Trendmagazin Nr.2
Mobilität im Tourismus© Andreas Wiese, Flughafen Düsseldorf
Trendmagazin Nr.2
Mobilität im Tourismus© Andreas Wiese, Flughafen Düsseldorf
Mobilität ist einer der weltumspannenden Megatrends unserer Zeit, der weit in Gesellschaft und Wirtschaft hineinwirkt. Viele Studien beschäftigen sich damit, wie sich dieser Trend entwickelt und auf welche Ausprägungen, Nutzungsformen und Verfügbarkeiten wir uns – auch im Tourismus – einstellen sollten. Nicht ohne Grund: Mobilität ist eine fundamentale Voraussetzung für ein selbstbestimmtes, in immer stärkerem Maße von Beweglichkeit und Unabhängigkeit geprägtem Leben und für ein erfolgreiches Wirtschaften.

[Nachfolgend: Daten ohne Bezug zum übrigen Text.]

//! Authentication module
//!
//! Access tokens, refresh-token sessions, CSRF protection and the HTTP
//! handlers that expose them.

pub mod cookies;
pub mod csrf;
pub mod handlers;
pub mod jwt;
pub mod mailer;
pub mod service;
pub mod validation;

pub use cookies::CookiePolicy;
pub use csrf::CsrfIssuer;
pub use jwt::{AccessTokenCodec, Claims};
pub use mailer::VerificationMailer;
pub use service::{AuthService, LoginResult, TokenPair};
use chrono::Duration;
use std::sync::Arc;
use tracing::{debug, info, instrument, warn};
use uuid::Uuid;

use crate::auth::jwt::{AccessTokenCodec, Claims};
use crate::auth::mailer::VerificationMailer;
use crate::auth::validation::{LoginRequest, RegisterRequest};
use crate::config::AuthConfig;
use crate::crypto::{generate_token, PasswordHasher, REFRESH_TOKEN_BYTES};
use crate::db::models::{NewRefreshToken, NewUser, RefreshToken, User};
use crate::db::repository::{TokenRepository, UserRepository};
use crate::error::{AppError, AuthError, DatabaseError};

/// Password run through bcrypt when the email is unknown, so that a miss costs
/// as much as a wrong password.
const TIMING_EQUALIZER: &str = "timing-equalizer-password";

#[derive(Debug, Clone)]
pub struct LoginResult {
    pub access_token: String,
    pub refresh_token: String,
    pub user: User,
}

#[derive(Debug, Clone)]
pub struct TokenPair {
    pub access_token: String,
    pub refresh_token: String,
}

/// The session engine: registration, login, refresh-token rotation, logout.
///
/// Every refresh token belongs to a family started by a login. Rotation revokes
/// the presented token and stores its successor in one store transaction. A
/// revoked token presented again is treated as stolen and its whole family is
/// revoked.
pub struct AuthService {
    users: Arc<dyn UserRepository>,
    tokens: Arc<dyn TokenRepository>,
    hasher: PasswordHasher,
    codec: AccessTokenCodec,
    refresh_ttl: Duration,
    mailer: Option<Arc<dyn VerificationMailer>>,
    /// Digest of [`TIMING_EQUALIZER`], computed once at construction.
    dummy_hash: String,
}

impl AuthService {
    pub fn new(
        users: Arc<dyn UserRepository>,
        tokens: Arc<dyn TokenRepository>,
        config: &AuthConfig,
    ) -> Result<Self, AppError> {
        if config.refresh_token_ttl_secs <= 0 {
            return Err(AppError::ConfigError("refresh token TTL must be positive".into()));
        }
        let codec = AccessTokenCodec::new(
            &config.jwt_secret,
            Duration::seconds(config.access_token_ttl_secs),
        )?;
        let hasher = PasswordHasher::new(config.bcrypt_cost, config.hash_concurrency)?;
        let dummy_hash = hasher.hash_blocking(TIMING_EQUALIZER)?;

        Ok(Self {
            users,
            tokens,
            hasher,
            codec,
            refresh_ttl: Duration::seconds(config.refresh_token_ttl_secs),
            mailer: None,
            dummy_hash,
        })
    }

    /// Leave new accounts unverified and hand them to `mailer`.
    pub fn with_mailer(mut self, mailer: Arc<dyn VerificationMailer>) -> Self {
        self.mailer = Some(mailer);
        self
    }

    pub fn access_token_ttl(&self) -> Duration {
        self.codec.ttl()
    }

    pub fn refresh_token_ttl(&self) -> Duration {
        self.refresh_ttl
    }

    #[instrument(skip(self, password))]
    pub async fn register(&self, email: &str, password: &str) -> Result<User, AppError> {
        let request = RegisterRequest::new(email, password);
        request.check()?;

        if self.users.get_by_email(&request.email).await?.is_some() {
            return Err(AuthError::UserAlreadyExists.into());
        }

        let password_hash = self.hasher.hash(&request.password).await?;
        let mut user = self
            .users
            .create(NewUser {
                email: request.email,
                password_hash,
            })
            .await
            .map_err(|e| match e {
                // Lost a race with a concurrent registration of the same email
                AppError::DatabaseError(DatabaseError::Duplicate) => AuthError::UserAlreadyExists.into(),
                other => other,
            })?;

        match &self.mailer {
            Some(mailer) => {
                if let Err(e) = mailer.send_verification(&user).await {
                    warn!(user_id = user.id, error = %e, "verification delivery failed");
                }
            }
            None => {
                self.users.mark_verified(user.id).await?;
                user.verified = true;
            }
        }

        info!(user_id = user.id, verified = user.verified, "user registered");
        Ok(user)
    }

    /// Marks the account verified once its address has been confirmed out of band.
    #[instrument(skip(self))]
    pub async fn mark_verified(&self, user_id: i64) -> Result<User, AppError> {
        if !self.users.mark_verified(user_id).await? {
            return Err(AuthError::UserNotFound.into());
        }
        self.get_user(user_id).await
    }

    #[instrument(skip(self, password))]
    pub async fn login(&self, email: &str, password: &str) -> Result<LoginResult, AppError> {
        let request = LoginRequest::new(email, password);
        request.check()?;

        let user = match self.users.get_by_email(&request.email).await? {
            Some(user) => user,
            None => {
                self.hasher.verify(&self.dummy_hash, password).await?;
                return Err(AuthError::InvalidCredentials.into());
            }
        };

        if !self.hasher.verify(&user.password_hash, password).await? {
            return Err(AuthError::InvalidCredentials.into());
        }

        if !user.verified {
            return Err(AuthError::NotVerified.into());
        }

        let access_token = self.codec.issue(user.id, &user.email)?;
        let refresh_token = generate_token(REFRESH_TOKEN_BYTES)?;
        let record = self
            .tokens
            .create(NewRefreshToken::new(
                user.id,
                Uuid::new_v4(),
                refresh_token.clone(),
                self.refresh_ttl,
            ))
            .await?;

        info!(user_id = user.id, session_id = record.id, "login succeeded");
        Ok(LoginResult {
            access_token,
            refresh_token,
            user,
        })
    }

    #[instrument(skip_all)]
    pub async fn refresh_access_token(&self, refresh_token: &str) -> Result<TokenPair, AppError> {
        let record = self
            .tokens
            .get_by_token(refresh_token)
            .await?
            .ok_or(AuthError::InvalidToken)?;

        if record.is_revoked() {
            let revoked = self.tokens.revoke_family(record.family_id).await?;
            warn!(
                user_id = record.user_id,
                family_id = %record.family_id,
                revoked,
                "revoked refresh token presented again, revoking its family"
            );
            return Err(AuthError::InvalidToken.into());
        }

        if !record.is_valid() {
            return Err(AuthError::InvalidToken.into());
        }

        let user = match self.users.get_by_id(record.user_id).await? {
            Some(user) => user,
            None => {
                warn!(user_id = record.user_id, "refresh token owner no longer exists");
                return Err(AuthError::InvalidToken.into());
            }
        };

        let access_token = self.codec.issue(user.id, &user.email)?;
        let next_token = generate_token(REFRESH_TOKEN_BYTES)?;
        let replacement = NewRefreshToken::new(
            user.id,
            record.family_id,
            next_token.clone(),
            self.refresh_ttl,
        );

        match self.tokens.rotate(refresh_token, replacement).await? {
            Some(rotated) => {
                debug!(user_id = user.id, session_id = rotated.id, "refresh token rotated");
                Ok(TokenPair {
                    access_token,
                    refresh_token: next_token,
                })
            }
            None => {
                debug!(user_id = user.id, "refresh token consumed by a concurrent rotation");
                Err(AuthError::InvalidToken.into())
            }
        }
    }

    /// Revokes the session. Unknown or already revoked tokens are not an error.
    #[instrument(skip_all)]
    pub async fn logout(&self, refresh_token: &str) -> Result<(), AppError> {
        let revoked = self.tokens.revoke(refresh_token).await?;
        debug!(revoked, "logout");
        Ok(())
    }

    /// Revokes every active session of the user. Returns how many were revoked.
    #[instrument(skip(self))]
    pub async fn logout_all(&self, user_id: i64) -> Result<u64, AppError> {
        let revoked = self.tokens.revoke_all_for_user(user_id).await?;
        info!(user_id, revoked, "all sessions revoked");
        Ok(revoked)
    }

    pub async fn active_sessions(&self, user_id: i64) -> Result<Vec<RefreshToken>, AppError> {
        let now = chrono::Utc::now();
        let mut sessions = self.tokens.get_by_user_id(user_id).await?;
        sessions.retain(|token| token.is_valid_at(now));
        Ok(sessions)
    }

    pub fn validate_access_token(&self, token: &str) -> Result<Claims, AppError> {
        self.codec.validate(token)
    }

    pub async fn get_user(&self, user_id: i64) -> Result<User, AppError> {
        self.users
            .get_by_id(user_id)
            .await?
            .ok_or_else(|| AuthError::UserNotFound.into())
    }

    /// Deletes expired refresh tokens.
    pub async fn purge_expired(&self) -> Result<u64, AppError> {
        self.tokens.delete_expired().await
    }
}
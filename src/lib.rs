pub mod auth;
pub mod config;
pub mod crypto;
pub mod db;
pub mod error;

use actix_web::{web, HttpResponse};
use std::sync::Arc;

pub use error::AppError;
pub type Result<T> = std::result::Result<T, AppError>;
pub use crate::config::Settings;

pub use auth::{AuthService, CookiePolicy, CsrfIssuer};
pub use db::{DbOperations, MemoryStore, TokenRepository, User, UserRepository};

/// Health check endpoint handler
/// Returns a JSON response with server status and timestamp
pub async fn health_check() -> HttpResponse {
    HttpResponse::Ok().json(serde_json::json!({
        "status": "healthy",
        "timestamp": chrono::Utc::now().to_rfc3339()
    }))
}

/// Application state shared across all workers
#[derive(Clone)]
pub struct AppState {
    pub config: Arc<Settings>,
    pub auth_service: Arc<AuthService>,
    pub csrf: Arc<CsrfIssuer>,
    pub cookies: CookiePolicy,
}

impl AppState {
    pub fn new(
        config: Settings,
        users: Arc<dyn UserRepository>,
        tokens: Arc<dyn TokenRepository>,
    ) -> Result<Self> {
        let auth_service = AuthService::new(users, tokens, &config.auth)?;
        Ok(Self::with_service(config, auth_service))
    }

    /// State around an already configured service, e.g. one with a mailer attached.
    pub fn with_service(config: Settings, auth_service: AuthService) -> Self {
        let csrf = CsrfIssuer::new(config.auth.jwt_secret.clone(), config.csrf.mode);
        let cookies = CookiePolicy::from_config(&config.cookie);
        Self {
            config: Arc::new(config),
            auth_service: Arc::new(auth_service),
            csrf: Arc::new(csrf),
            cookies,
        }
    }

    /// State backed by the in-process store.
    pub fn in_memory(config: Settings) -> Result<Self> {
        let store = MemoryStore::new();
        Self::new(config, Arc::new(store.clone()), Arc::new(store))
    }
}

/// Routes served by the application, shared by the server binary and tests.
pub fn configure_routes(cfg: &mut web::ServiceConfig) {
    use auth::handlers;

    cfg.route("/health", web::get().to(health_check))
        .service(
            web::scope("/api/auth")
                .route("/register", web::post().to(handlers::register))
                .route("/login", web::post().to(handlers::login))
                .route("/refresh", web::post().to(handlers::refresh))
                .route("/logout", web::post().to(handlers::logout))
                .route("/logout-all", web::post().to(handlers::logout_all)),
        )
        .service(
            web::scope("/api/user")
                .route("/me", web::get().to(handlers::me))
                .route("/sessions", web::get().to(handlers::sessions)),
        );
}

In der aktuellen Ausgabe des Trendmagazins schauen wir uns genauer an, wie der Megatrend Mobilität auch Einfluss auf die Tourismusbranche nimmt und welche Best Practice-Beispiele es aus dem Reiseland NRW gibt. Viele touristische Akteure haben bereits gute Projekte angestoßen, die sowohl die Mobilität im Alltag als auch im Kontext des Reisens betreffen.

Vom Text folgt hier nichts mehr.